- **What this task involves**:
Repeat exactly the opening lines of the records, ending with the line that contains "fn temp_path(label: &str)".

Collected data
***
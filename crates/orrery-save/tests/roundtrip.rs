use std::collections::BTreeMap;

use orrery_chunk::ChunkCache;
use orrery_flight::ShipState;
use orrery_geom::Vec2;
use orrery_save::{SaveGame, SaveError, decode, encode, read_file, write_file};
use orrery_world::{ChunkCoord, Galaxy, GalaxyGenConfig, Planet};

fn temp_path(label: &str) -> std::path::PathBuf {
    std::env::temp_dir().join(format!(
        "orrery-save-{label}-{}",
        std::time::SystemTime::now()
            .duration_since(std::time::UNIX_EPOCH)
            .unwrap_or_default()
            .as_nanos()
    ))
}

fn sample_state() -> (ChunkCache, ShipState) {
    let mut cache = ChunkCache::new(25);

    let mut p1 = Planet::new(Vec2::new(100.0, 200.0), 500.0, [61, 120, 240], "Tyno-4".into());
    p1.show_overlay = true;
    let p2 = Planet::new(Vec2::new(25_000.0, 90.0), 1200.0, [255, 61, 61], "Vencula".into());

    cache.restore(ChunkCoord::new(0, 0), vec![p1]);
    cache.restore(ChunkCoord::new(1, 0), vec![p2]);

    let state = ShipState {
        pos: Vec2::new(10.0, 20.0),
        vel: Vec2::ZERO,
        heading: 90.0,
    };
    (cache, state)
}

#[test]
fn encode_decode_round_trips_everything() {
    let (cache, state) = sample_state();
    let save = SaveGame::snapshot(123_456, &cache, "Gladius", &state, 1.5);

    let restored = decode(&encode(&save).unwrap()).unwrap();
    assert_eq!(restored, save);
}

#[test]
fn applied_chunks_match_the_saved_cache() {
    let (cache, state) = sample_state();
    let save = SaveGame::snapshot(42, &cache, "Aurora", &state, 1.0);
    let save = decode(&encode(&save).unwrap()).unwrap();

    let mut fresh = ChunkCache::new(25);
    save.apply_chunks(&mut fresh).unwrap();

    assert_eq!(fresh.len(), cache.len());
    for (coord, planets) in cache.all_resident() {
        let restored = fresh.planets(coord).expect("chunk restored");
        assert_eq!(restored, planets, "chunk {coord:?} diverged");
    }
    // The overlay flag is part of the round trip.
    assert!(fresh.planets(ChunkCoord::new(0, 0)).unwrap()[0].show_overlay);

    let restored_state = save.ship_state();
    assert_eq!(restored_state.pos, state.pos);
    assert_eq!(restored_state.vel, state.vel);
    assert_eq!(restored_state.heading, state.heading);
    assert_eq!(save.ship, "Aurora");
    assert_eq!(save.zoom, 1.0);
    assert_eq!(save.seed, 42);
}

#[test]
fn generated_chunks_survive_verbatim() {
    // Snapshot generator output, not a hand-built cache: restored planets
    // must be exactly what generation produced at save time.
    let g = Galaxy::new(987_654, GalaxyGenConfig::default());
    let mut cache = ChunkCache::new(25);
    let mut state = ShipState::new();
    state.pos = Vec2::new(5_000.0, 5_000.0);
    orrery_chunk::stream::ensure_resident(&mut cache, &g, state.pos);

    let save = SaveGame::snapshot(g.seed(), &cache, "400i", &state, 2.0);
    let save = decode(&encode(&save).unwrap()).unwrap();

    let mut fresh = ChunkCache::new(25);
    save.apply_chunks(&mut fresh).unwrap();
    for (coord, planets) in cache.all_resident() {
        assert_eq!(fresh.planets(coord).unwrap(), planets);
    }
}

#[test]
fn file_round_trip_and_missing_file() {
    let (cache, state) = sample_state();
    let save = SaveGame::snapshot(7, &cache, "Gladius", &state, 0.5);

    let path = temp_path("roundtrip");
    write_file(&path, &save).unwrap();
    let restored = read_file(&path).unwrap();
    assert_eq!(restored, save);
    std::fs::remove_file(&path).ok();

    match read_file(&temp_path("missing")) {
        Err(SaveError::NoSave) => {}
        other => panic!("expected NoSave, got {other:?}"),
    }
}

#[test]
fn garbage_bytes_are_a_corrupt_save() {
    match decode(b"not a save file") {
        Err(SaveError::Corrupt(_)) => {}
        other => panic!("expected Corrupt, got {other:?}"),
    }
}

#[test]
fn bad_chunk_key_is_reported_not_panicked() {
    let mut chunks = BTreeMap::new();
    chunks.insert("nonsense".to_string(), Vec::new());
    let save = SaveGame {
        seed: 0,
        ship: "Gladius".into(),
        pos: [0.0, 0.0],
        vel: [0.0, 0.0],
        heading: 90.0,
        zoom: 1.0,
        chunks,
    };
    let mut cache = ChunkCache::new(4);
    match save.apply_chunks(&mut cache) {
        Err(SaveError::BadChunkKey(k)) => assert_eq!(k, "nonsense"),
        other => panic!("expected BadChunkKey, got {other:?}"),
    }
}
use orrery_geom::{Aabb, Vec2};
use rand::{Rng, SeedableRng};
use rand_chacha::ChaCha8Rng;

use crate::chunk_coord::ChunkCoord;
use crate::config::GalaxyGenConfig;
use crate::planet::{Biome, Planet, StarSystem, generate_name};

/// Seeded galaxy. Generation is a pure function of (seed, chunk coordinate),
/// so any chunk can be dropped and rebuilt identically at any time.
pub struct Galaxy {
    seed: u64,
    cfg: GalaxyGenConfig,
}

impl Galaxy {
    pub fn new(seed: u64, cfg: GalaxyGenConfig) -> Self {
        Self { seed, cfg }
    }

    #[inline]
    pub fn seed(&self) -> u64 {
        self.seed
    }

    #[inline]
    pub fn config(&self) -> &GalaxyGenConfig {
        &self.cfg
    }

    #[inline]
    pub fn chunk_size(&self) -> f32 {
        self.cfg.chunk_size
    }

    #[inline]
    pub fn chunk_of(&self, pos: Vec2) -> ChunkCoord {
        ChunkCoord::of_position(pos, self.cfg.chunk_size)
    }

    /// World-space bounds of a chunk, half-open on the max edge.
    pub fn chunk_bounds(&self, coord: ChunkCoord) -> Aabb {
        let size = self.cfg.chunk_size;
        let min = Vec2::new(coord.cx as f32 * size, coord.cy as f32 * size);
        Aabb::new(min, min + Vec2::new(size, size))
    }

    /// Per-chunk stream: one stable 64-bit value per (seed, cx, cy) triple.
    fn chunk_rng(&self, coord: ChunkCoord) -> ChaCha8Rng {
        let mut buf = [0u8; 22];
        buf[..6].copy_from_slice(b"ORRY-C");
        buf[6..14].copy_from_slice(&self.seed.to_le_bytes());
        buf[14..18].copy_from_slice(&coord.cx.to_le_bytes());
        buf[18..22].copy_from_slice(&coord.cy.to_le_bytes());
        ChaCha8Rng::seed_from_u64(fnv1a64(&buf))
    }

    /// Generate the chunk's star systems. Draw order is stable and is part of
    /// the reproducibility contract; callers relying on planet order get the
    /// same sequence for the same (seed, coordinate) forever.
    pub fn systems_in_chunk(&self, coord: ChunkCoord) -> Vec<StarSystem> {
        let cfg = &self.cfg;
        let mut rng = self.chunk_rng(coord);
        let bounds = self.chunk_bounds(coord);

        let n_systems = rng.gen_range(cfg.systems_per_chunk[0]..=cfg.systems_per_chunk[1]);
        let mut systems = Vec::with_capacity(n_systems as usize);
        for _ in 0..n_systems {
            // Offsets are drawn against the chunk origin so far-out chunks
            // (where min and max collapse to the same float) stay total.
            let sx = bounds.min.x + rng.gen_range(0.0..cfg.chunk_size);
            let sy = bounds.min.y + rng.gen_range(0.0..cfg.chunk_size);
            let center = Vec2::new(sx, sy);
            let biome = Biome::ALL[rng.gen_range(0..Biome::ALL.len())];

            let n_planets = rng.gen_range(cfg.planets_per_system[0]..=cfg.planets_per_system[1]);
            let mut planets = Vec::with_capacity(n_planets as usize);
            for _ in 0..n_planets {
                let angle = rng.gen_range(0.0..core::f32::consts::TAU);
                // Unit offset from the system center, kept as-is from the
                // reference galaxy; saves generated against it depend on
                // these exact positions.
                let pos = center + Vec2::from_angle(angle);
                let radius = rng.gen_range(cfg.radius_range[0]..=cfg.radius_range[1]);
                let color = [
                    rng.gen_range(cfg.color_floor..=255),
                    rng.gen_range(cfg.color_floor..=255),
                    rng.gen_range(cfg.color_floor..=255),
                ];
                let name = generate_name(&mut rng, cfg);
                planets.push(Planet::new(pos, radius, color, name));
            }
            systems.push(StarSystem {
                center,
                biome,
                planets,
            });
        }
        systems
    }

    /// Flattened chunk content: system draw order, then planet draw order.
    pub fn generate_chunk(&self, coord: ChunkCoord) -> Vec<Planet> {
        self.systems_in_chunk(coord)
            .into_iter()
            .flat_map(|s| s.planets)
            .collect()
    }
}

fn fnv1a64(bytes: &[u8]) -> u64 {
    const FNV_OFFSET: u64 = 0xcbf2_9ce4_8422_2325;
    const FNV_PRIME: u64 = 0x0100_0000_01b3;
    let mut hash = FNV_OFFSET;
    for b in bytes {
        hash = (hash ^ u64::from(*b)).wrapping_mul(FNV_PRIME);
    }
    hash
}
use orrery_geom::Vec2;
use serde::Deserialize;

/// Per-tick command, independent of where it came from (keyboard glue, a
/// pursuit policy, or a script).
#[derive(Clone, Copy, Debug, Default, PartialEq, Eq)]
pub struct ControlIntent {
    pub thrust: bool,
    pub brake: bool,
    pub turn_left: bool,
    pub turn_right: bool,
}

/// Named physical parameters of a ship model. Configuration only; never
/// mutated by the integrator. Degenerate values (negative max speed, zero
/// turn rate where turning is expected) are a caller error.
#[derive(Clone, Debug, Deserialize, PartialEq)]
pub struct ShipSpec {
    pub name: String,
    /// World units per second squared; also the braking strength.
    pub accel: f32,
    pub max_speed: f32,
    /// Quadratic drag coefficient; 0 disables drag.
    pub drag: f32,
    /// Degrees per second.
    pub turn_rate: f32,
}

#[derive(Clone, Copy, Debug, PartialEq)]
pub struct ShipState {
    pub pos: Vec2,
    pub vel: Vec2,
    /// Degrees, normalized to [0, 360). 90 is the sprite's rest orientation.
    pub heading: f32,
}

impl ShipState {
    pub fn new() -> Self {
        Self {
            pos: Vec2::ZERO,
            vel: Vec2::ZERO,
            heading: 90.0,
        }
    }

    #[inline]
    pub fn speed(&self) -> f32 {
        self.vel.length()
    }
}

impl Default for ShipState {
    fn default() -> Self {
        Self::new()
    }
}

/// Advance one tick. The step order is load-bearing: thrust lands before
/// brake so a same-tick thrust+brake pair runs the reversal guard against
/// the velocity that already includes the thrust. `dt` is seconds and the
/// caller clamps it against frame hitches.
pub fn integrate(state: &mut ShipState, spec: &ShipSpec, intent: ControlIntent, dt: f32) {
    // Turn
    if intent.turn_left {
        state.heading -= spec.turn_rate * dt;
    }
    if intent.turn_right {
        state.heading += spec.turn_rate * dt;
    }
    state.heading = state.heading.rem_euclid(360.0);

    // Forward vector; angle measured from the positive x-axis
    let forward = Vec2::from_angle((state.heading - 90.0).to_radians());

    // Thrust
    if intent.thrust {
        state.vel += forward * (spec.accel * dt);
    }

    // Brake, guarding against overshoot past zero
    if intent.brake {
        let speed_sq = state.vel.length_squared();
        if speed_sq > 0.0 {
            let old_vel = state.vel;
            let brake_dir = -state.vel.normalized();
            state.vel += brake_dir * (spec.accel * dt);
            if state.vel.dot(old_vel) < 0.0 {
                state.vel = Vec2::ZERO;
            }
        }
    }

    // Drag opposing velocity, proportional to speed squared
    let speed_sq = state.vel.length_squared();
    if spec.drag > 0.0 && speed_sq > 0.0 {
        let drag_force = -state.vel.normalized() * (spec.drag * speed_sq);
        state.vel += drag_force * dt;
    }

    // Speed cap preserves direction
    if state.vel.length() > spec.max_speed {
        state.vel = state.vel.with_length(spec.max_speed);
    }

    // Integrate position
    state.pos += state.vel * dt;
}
***
- **Solution to this exercise**:
filename crates/orrery-save/tests/roundtrip.rs
use std::collections::BTreeMap;

use orrery_chunk::ChunkCache;
use orrery_flight::ShipState;
use orrery_geom::Vec2;
use orrery_save::{SaveGame, SaveError, decode, encode, read_file, write_file};
use orrery_world::{ChunkCoord, Galaxy, GalaxyGenConfig, Planet};

fn temp_path(label: &str) -> std::path::PathBuf {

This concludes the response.